TASK OBJECTIVE: From the entries below, output the line with "let api: Arc<dyn" and each following line up to and including the line with "let client = SyntheticClient::from_env()?;", exactly as written.

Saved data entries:
use std::sync::Arc;
use std::time::{Duration, Instant};

use anyhow::Context;
use chrono::{DateTime, Utc};
use serde_json::json;
use simcity_core::prelude::{
    ensure_simcity_allowed, start_shutdown_listener, ShutdownHandle, SimCityResult,
};
use simcity_engine::{
    default_sim_start, BookingApi, HttpBookingApi, InMemoryBookingApi, InvariantChecker,
    Orchestrator, OrchestratorConfig, SimulationState, Violation,
};
use simcity_replay_model::write_event_log;
use simcity_safety::SyntheticClient;
use simcity_telemetry::{summary_table, EventType, MetricsSnapshot, Telemetry, TelemetryEvent};

use crate::cli::HarnessCli;
use crate::plan::Plan;
use crate::progress::start_progress;
use crate::protocol::HarnessOutcome;

/// How often the harness checks its budgets and the invariant observers.
const POLL_INTERVAL: Duration = Duration::from_millis(100);

#[derive(Debug, Clone)]
pub struct RunReport {
    pub outcome: HarnessOutcome,
    pub events: Vec<TelemetryEvent>,
    pub snapshot: MetricsSnapshot,
    pub violations: Vec<Violation>,
}

#[derive(Debug)]
enum StopReason {
    Duration,
    MaxEvents,
    Violation,
    Fatal(String),
    Interrupted,
}

/// Run the harness end to end for a parsed command line: resolve the plan, pick the booking API,
/// run, then export the event log.
pub fn execute(cli: HarnessCli) -> SimCityResult<RunReport> {
    let plan = Plan::from_cli(&cli)?;

    let api: Arc<dyn BookingApi> = match &plan.target_url {
        Some(url) => {
            let environment = ensure_simcity_allowed()?;
            log::info!("Driving {url} from deploy environment {environment}");
            let client = SyntheticClient::from_env()?;
            Arc::new(HttpBookingApi::new(client, url)?)
        }
        None => {
            log::info!("No target URL given, running against the in-process booking API");
            Arc::new(InMemoryBookingApi::new())
        }
    };

    let runtime = tokio::runtime::Runtime::new().context("Failed to create Tokio runtime")?;
    let shutdown = start_shutdown_listener(&runtime)?;

    let report = run_plan(&plan, api, &shutdown)?;

    if let Some(out) = &plan.out {
        write_event_log(out, &report.events)?;
        log::info!("Wrote {} events to {}", report.events.len(), out.display());
    }
    eprintln!("{}", summary_table(&report.events, &report.snapshot));

    Ok(report)
}

/// Drive a simulation until a budget is used up, an invariant breaks (when the plan stops on
/// violations), a fatal error halts the engine or `shutdown` is triggered.
pub fn run_plan(
    plan: &Plan,
    api: Arc<dyn BookingApi>,
    shutdown: &ShutdownHandle,
) -> SimCityResult<RunReport> {
    let telemetry = Arc::new(Telemetry::new());
    let mut config = OrchestratorConfig::new(plan.seed.clone());
    config.capabilities = plan.capabilities.clone();
    let orchestrator = Orchestrator::new(
        config,
        SimulationState::new(plan.policy(), default_sim_start()),
        api,
        telemetry.clone(),
    );

    let mut checker = InvariantChecker::default();
    let mut violations = Vec::new();

    let progress_handle = ShutdownHandle::new();
    let progress = if plan.show_progress {
        Some(start_progress(
            plan.duration,
            telemetry.clone(),
            plan.max_events,
            progress_handle.new_listener(),
        )?)
    } else {
        None
    };

    log::info!(
        "Running {} plan for seed {}: {}s, {} events, {} agents",
        plan.tier,
        plan.seed,
        plan.duration.as_secs(),
        plan.max_events,
        plan.concurrency
    );
    orchestrator.start()?;
    let started = Instant::now();
    let mut listener = shutdown.new_listener();

    let reason = loop {
        if listener.sleep_unless_shutdown(POLL_INTERVAL) {
            break StopReason::Interrupted;
        }

        let found = checker.check(&telemetry);
        record_violations(&orchestrator, &telemetry, &found);
        violations.extend(found);

        if let Some(fatal) = orchestrator.state().fatal_error {
            break StopReason::Fatal(fatal);
        }
        if plan.stop_on_violation && !violations.is_empty() {
            break StopReason::Violation;
        }
        if telemetry.agent_event_count() as u64 >= plan.max_events {
            break StopReason::MaxEvents;
        }
        if started.elapsed() >= plan.duration {
            break StopReason::Duration;
        }
    };
    log::info!("Stopping run: {reason:?}");

    orchestrator.stop();
    let mut found = checker.check(&telemetry);
    found.extend(checker.finish());
    record_violations(&orchestrator, &telemetry, &found);
    violations.extend(found);

    progress_handle.shutdown();
    if let Some(progress) = progress {
        if progress.join().is_err() {
            log::warn!("Progress thread panicked");
        }
    }

    let events = telemetry.events();
    let snapshot = telemetry.snapshot();
    let outcome = match (&reason, violations.first()) {
        (StopReason::Fatal(message), _) => HarnessOutcome::InfraError {
            message: message.clone(),
        },
        (_, Some(violation)) => HarnessOutcome::Failure {
            invariant: violation.invariant.clone(),
            event_index: violation.event_index,
            error: Some(violation.message.clone()),
            forensic: Some(violation.forensic.clone()),
        },
        (_, None) => HarnessOutcome::Success {
            events: telemetry.agent_event_count() as u64,
            duration: telemetry.uptime_ms() as f64 / 1000.0,
        },
    };

    Ok(RunReport {
        outcome,
        events,
        snapshot,
        violations,
    })
}

fn record_violations(orchestrator: &Orchestrator, telemetry: &Telemetry, violations: &[Violation]) {
    if violations.is_empty() {
        return;
    }

    let now = DateTime::parse_from_rfc3339(&orchestrator.state().sim_time)
        .map(|t| t.with_timezone(&Utc))
        .unwrap_or_else(|_| default_sim_start());
    for violation in violations {
        telemetry.log(
            EventType::InvariantViolation,
            now,
            json!({
                "invariant": violation.invariant,
                "eventIndex": violation.event_index,
                "message": violation.message,
                "forensic": violation.forensic,
            }),
        );
    }
}
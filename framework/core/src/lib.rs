mod environment;
mod seed;
mod shutdown;
mod tier;
mod types;

pub mod prelude {
    pub use crate::environment::{
        ensure_simcity_allowed, parse_allow_list, DeployEnvironment, EnvironmentError,
        DEPLOY_ENV_ENV, SIMCITY_ALLOWED_ENVS_ENV,
    };
    pub use crate::seed::{derive_run_id, Seed, SimRng};
    pub use crate::shutdown::{start_shutdown_listener, DelegatedShutdownListener, ShutdownHandle};
    pub use crate::tier::{Tier, UnknownTier};
    pub use crate::types::SimCityResult;
}
use std::collections::BTreeMap;
use std::sync::Arc;

use serde::{Deserialize, Serialize};
use simcity_core::prelude::DeployEnvironment;
use simcity_safety::SYNTHETIC_SOURCE;
use simcity_store::SHARED_TABLES;

use crate::auth::{Credentials, PurgeAuth};
use crate::rows::SyntheticRowStore;

#[derive(Debug, Clone, Default, PartialEq, Eq, Serialize, Deserialize)]
#[serde(rename_all = "camelCase")]
pub struct PurgeRequest {
    #[serde(default)]
    pub dry_run: Option<bool>,
}

impl PurgeRequest {
    /// Purges are dry runs unless explicitly asked not to be.
    pub fn is_dry_run(&self) -> bool {
        self.dry_run.unwrap_or(true)
    }
}

#[derive(Debug, Clone, PartialEq, Eq, Serialize, Deserialize)]
#[serde(rename_all = "camelCase")]
pub struct TableResult {
    /// Rows matched in a dry run, rows deleted otherwise.
    pub count: u64,
    #[serde(default, skip_serializing_if = "Option::is_none")]
    pub error: Option<String>,
}

#[derive(Debug, Clone, PartialEq, Eq, Serialize, Deserialize)]
#[serde(rename_all = "camelCase")]
pub struct PurgeReport {
    pub dry_run: bool,
    pub tables: BTreeMap<String, TableResult>,
    pub total: u64,
    pub errors: Vec<String>,
}

#[derive(Debug, thiserror::Error, PartialEq, Eq)]
pub enum PurgeError {
    #[error("Synthetic data purge is disabled in the {0} environment")]
    Environment(String),
    #[error("Unauthorized: an internal or administrator token is required")]
    Unauthorized,
}

impl PurgeError {
    pub fn status_code(&self) -> u16 {
        match self {
            PurgeError::Environment(_) => 403,
            PurgeError::Unauthorized => 401,
        }
    }
}

/// Count or delete synthetic rows in each table.
///
/// A failing table is recorded in the report and does not stop the others.
pub fn purge_synthetic<I, S>(rows: &dyn SyntheticRowStore, tables: I, dry_run: bool) -> PurgeReport
where
    I: IntoIterator<Item = S>,
    S: AsRef<str>,
{
    let mut report = PurgeReport {
        dry_run,
        tables: BTreeMap::new(),
        total: 0,
        errors: Vec::new(),
    };

    for table in tables {
        let table = table.as_ref();
        let result = if dry_run {
            rows.count_synthetic(table, SYNTHETIC_SOURCE)
        } else {
            rows.delete_synthetic(table, SYNTHETIC_SOURCE)
        };

        let entry = match result {
            Ok(count) => {
                report.total += count;
                TableResult { count, error: None }
            }
            Err(e) => {
                let message = format!("{table}: {e:#}");
                log::warn!("Failed to purge synthetic rows from {message}");
                report.errors.push(message);
                TableResult {
                    count: 0,
                    error: Some(format!("{e:#}")),
                }
            }
        };
        report.tables.insert(table.to_string(), entry);
    }

    report
}

/// Gatekeeper in front of [purge_synthetic].
pub struct Purger {
    rows: Arc<dyn SyntheticRowStore>,
    auth: PurgeAuth,
    environment: DeployEnvironment,
    tables: Vec<String>,
}

impl Purger {
    pub fn new(
        rows: Arc<dyn SyntheticRowStore>,
        auth: PurgeAuth,
        environment: DeployEnvironment,
    ) -> Self {
        Self {
            rows,
            auth,
            environment,
            tables: SHARED_TABLES.iter().map(|t| t.to_string()).collect(),
        }
    }

    pub fn with_tables(mut self, tables: Vec<String>) -> Self {
        self.tables = tables;
        self
    }

    /// Refuse in production, before anything about the request is looked at.
    pub fn check_environment(&self) -> Result<(), PurgeError> {
        if self.environment.is_production() {
            log::warn!("Rejected synthetic data purge in {}", self.environment);
            return Err(PurgeError::Environment(self.environment.to_string()));
        }
        Ok(())
    }

    /// The environment is checked before the caller, so production always answers with the
    /// environment reason whoever is asking.
    pub fn purge(
        &self,
        credentials: &Credentials,
        request: &PurgeRequest,
    ) -> Result<PurgeReport, PurgeError> {
        self.check_environment()?;

        let caller = self
            .auth
            .authenticate(credentials)
            .ok_or(PurgeError::Unauthorized)?;

        let dry_run = request.is_dry_run();
        log::info!("Synthetic data purge requested by {caller:?}, dry run: {dry_run}");
        let report = purge_synthetic(self.rows.as_ref(), &self.tables, dry_run);
        log::info!(
            "Synthetic data purge {} {} rows with {} errors",
            if dry_run { "matched" } else { "deleted" },
            report.total,
            report.errors.len()
        );

        Ok(report)
    }
}
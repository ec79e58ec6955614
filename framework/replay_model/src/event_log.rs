use std::io::{BufRead, Write};
use std::path::Path;

use anyhow::Context;
use simcity_telemetry::TelemetryEvent;

/// Serialize events to a writer, one JSON object per line.
pub fn store_events<W: Write>(events: &[TelemetryEvent], writer: &mut W) -> anyhow::Result<()> {
    for event in events {
        serde_json::to_writer(&mut *writer, event)?;
        writer.write_all(b"\n")?;
    }
    Ok(())
}

/// Replace the file at `path` with the given events. The recommended extension is `.jsonl`.
pub fn write_event_log(path: &Path, events: &[TelemetryEvent]) -> anyhow::Result<()> {
    if let Some(parent) = path.parent().filter(|p| !p.as_os_str().is_empty()) {
        std::fs::create_dir_all(parent)
            .with_context(|| format!("Failed to create directory {}", parent.display()))?;
    }
    let mut file = std::io::BufWriter::new(
        std::fs::File::create(path)
            .with_context(|| format!("Failed to create event log {}", path.display()))?,
    );
    store_events(events, &mut file)?;
    file.flush()?;
    Ok(())
}

/// Append events to the file at `path`, creating it if needed.
pub fn append_events(path: &Path, events: &[TelemetryEvent]) -> anyhow::Result<()> {
    let mut file = std::fs::OpenOptions::new()
        .append(true)
        .create(true)
        .open(path)
        .with_context(|| format!("Failed to open event log {}", path.display()))?;
    store_events(events, &mut file)
}

/// Load an event log written by [write_event_log] or [append_events]. Blank lines are skipped.
pub fn load_event_log(path: &Path) -> anyhow::Result<Vec<TelemetryEvent>> {
    let file = std::fs::File::open(path)
        .with_context(|| format!("Failed to open event log {}", path.display()))?;
    let reader = std::io::BufReader::new(file);

    let mut events = Vec::new();
    for (number, line) in reader.lines().enumerate() {
        let line = line?;
        if line.trim().is_empty() {
            continue;
        }
        let event: TelemetryEvent = serde_json::from_str(&line).with_context(|| {
            format!("Invalid event on line {} of {}", number + 1, path.display())
        })?;
        events.push(event);
    }
    Ok(events)
}

#[cfg(test)]
mod tests {
    use super::*;
    use pretty_assertions::assert_eq;
    use simcity_telemetry::{EventType, Telemetry};

    #[test]
    fn append_extends_an_existing_log() {
        let dir = tempfile::tempdir().unwrap();
        let path = dir.path().join("nested").join("events.jsonl");

        let telemetry = Telemetry::new();
        let at = chrono::Utc::now();
        telemetry.log(EventType::AgentSpawn, at, serde_json::json!({"agentId": "c-0"}));
        telemetry.log(EventType::Cancel, at, serde_json::json!({"bookingId": "b"}));
        let events = telemetry.events();

        write_event_log(&path, &events[..1]).unwrap();
        append_events(&path, &events[1..]).unwrap();

        assert_eq!(load_event_log(&path).unwrap(), events);
    }

    #[test]
    fn bad_lines_are_reported_with_position() {
        let dir = tempfile::tempdir().unwrap();
        let path = dir.path().join("events.jsonl");
        std::fs::write(&path, "\n{\"not\": \"an event\"}\n").unwrap();

        let err = load_event_log(&path).unwrap_err();
        assert!(format!("{err:#}").contains("line 2"));
    }
}
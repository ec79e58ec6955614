use std::collections::BTreeMap;

use serde::{Deserialize, Serialize};
use sha3::Digest;
use simcity_telemetry::TelemetryEvent;

/// Reserved variant name meaning the baseline evaluated against itself.
pub const BASE_VARIANT: &str = "base";

/// The recorded result of one run, kept for later evaluation.
#[derive(Debug, Clone, Serialize, Deserialize, PartialEq)]
#[serde(rename_all = "camelCase")]
pub struct ReplayEntry {
    pub run_id: String,
    /// The harness outcome as recorded by the scheduler.
    pub report: serde_json::Value,
    /// Content hash of the recorded report and baseline stream, see [ReplayEntry::fingerprint].
    pub report_hash: String,
    pub base_events: Vec<TelemetryEvent>,
    /// Named alternate event streams.
    #[serde(default)]
    pub variants: BTreeMap<String, Vec<TelemetryEvent>>,
    /// Unix timestamp, seconds.
    pub recorded_at: i64,
}

impl ReplayEntry {
    pub fn new(
        run_id: String,
        report: serde_json::Value,
        base_events: Vec<TelemetryEvent>,
    ) -> Self {
        let mut entry = Self {
            run_id,
            report,
            report_hash: String::new(),
            base_events,
            variants: BTreeMap::new(),
            recorded_at: chrono::Utc::now().timestamp(),
        };
        entry.report_hash = entry.fingerprint();
        entry
    }

    /// Hash identifying what was recorded.
    ///
    /// Covers the run id, the report and the baseline event stream, encoded as canonical JSON
    /// (object keys sorted) and hashed with [sha3::Sha3_256]. Variants are not covered: they are
    /// evaluated against the report, keyed by their own name.
    pub fn fingerprint(&self) -> String {
        let mut hasher = sha3::Sha3_256::new();
        Digest::update(&mut hasher, self.run_id.as_bytes());
        Digest::update(&mut hasher, stable_hash(&self.report).as_bytes());
        for event in &self.base_events {
            let encoded = serde_json::to_value(event).map(|v| stable_hash(&v));
            Digest::update(&mut hasher, encoded.unwrap_or_default().as_bytes());
        }

        format!("{:x}", hasher.finalize())
    }

    /// Events for a variant, where [BASE_VARIANT] is the baseline.
    pub fn events_for(&self, variant: &str) -> Option<&[TelemetryEvent]> {
        if variant == BASE_VARIANT {
            return Some(&self.base_events);
        }
        self.variants.get(variant).map(Vec::as_slice)
    }

    pub fn variant_names(&self) -> Vec<&str> {
        std::iter::once(BASE_VARIANT)
            .chain(self.variants.keys().map(String::as_str))
            .collect()
    }
}

/// SHA3-256 over the canonical JSON encoding of a value.
///
/// `serde_json` maps are ordered by key, so equal values always encode, and hash, identically.
pub fn stable_hash(value: &serde_json::Value) -> String {
    let encoded = serde_json::to_vec(value).unwrap_or_default();
    format!("{:x}", sha3::Sha3_256::digest(&encoded))
}
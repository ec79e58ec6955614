use std::fmt;

use rand::rngs::StdRng;
use rand::seq::SliceRandom;
use rand::{Rng, SeedableRng};
use serde::{Deserialize, Serialize};
use sha2::{Digest, Sha256};

const FNV_OFFSET_BASIS: u64 = 0xcbf2_9ce4_8422_2325;
const FNV_PRIME: u64 = 0x0000_0100_0000_01b3;

/// The seed of a run.
///
/// Submitters may provide either an integer or an arbitrary string. Both are kept in their textual
/// form so that `42` and `"42"` address the same run.
#[derive(Debug, Clone, PartialEq, Eq, Hash, PartialOrd, Ord, Serialize, Deserialize)]
#[serde(transparent)]
pub struct Seed(String);

impl Seed {
    pub fn new(seed: impl Into<String>) -> Self {
        Self(seed.into().trim().to_string())
    }

    pub fn as_str(&self) -> &str {
        &self.0
    }

    /// Stable 64 bit projection of the seed, using FNV-1a over the UTF-8 bytes.
    pub fn to_u64(&self) -> u64 {
        fnv1a(self.0.as_bytes())
    }
}

impl From<u64> for Seed {
    fn from(value: u64) -> Self {
        Self(value.to_string())
    }
}

impl From<&str> for Seed {
    fn from(value: &str) -> Self {
        Self::new(value)
    }
}

impl fmt::Display for Seed {
    fn fmt(&self, f: &mut fmt::Formatter<'_>) -> fmt::Result {
        f.write_str(&self.0)
    }
}

fn fnv1a(bytes: &[u8]) -> u64 {
    bytes.iter().fold(FNV_OFFSET_BASIS, |hash, byte| {
        (hash ^ u64::from(*byte)).wrapping_mul(FNV_PRIME)
    })
}

/// Deterministic run id for a seed, shaped like a UUID.
///
/// The id is the first 128 bits of `sha256(seed)`, so re-running a seed always lands on the same
/// replay entry.
pub fn derive_run_id(seed: &Seed) -> String {
    let digest = format!("{:x}", Sha256::digest(seed.as_str().as_bytes()));
    format!(
        "{}-{}-{}-{}-{}",
        &digest[0..8],
        &digest[8..12],
        &digest[12..16],
        &digest[16..20],
        &digest[20..32]
    )
}

/// Explicit seeded pseudo-random source.
///
/// Every random decision in a simulation goes through one of these, never through ambient
/// randomness, so that a seed fully determines the generated population and their choices.
#[derive(Debug, Clone)]
pub struct SimRng {
    inner: StdRng,
}

impl SimRng {
    pub fn from_seed(seed: &Seed) -> Self {
        Self {
            inner: StdRng::seed_from_u64(seed.to_u64()),
        }
    }

    /// An independent stream for one purpose, for example the persona of agent `index`.
    ///
    /// Streams derived from the same `(seed, stream, index)` always produce the same sequence,
    /// regardless of how many values other streams have consumed.
    pub fn for_stream(seed: &Seed, stream: &str, index: u64) -> Self {
        let key = format!("{}/{stream}/{index}", seed.as_str());
        Self {
            inner: StdRng::seed_from_u64(fnv1a(key.as_bytes())),
        }
    }

    /// Uniform value in `[0, 1)`.
    pub fn next_f64(&mut self) -> f64 {
        self.inner.gen::<f64>()
    }

    pub fn chance(&mut self, probability: f64) -> bool {
        self.next_f64() < probability
    }

    /// Uniform index in `[0, n)`, or `0` when `n` is zero.
    pub fn below(&mut self, n: usize) -> usize {
        if n == 0 {
            return 0;
        }
        self.inner.gen_range(0..n)
    }

    pub fn between(&mut self, low: u32, high_inclusive: u32) -> u32 {
        if high_inclusive <= low {
            return low;
        }
        self.inner.gen_range(low..=high_inclusive)
    }

    pub fn shuffle<T>(&mut self, items: &mut [T]) {
        items.shuffle(&mut self.inner);
    }

    pub fn hex_token(&mut self, len: usize) -> String {
        (0..len)
            .map(|_| char::from_digit(self.inner.gen_range(0..16), 16).unwrap_or('0'))
            .collect()
    }
}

TASK RESPONSE:
    let api: Arc<dyn BookingApi> = match &plan.target_url {
        Some(url) => {
            let environment = ensure_simcity_allowed()?;
            log::info!("Driving {url} from deploy environment {environment}");
            let client = SyntheticClient::from_env()?;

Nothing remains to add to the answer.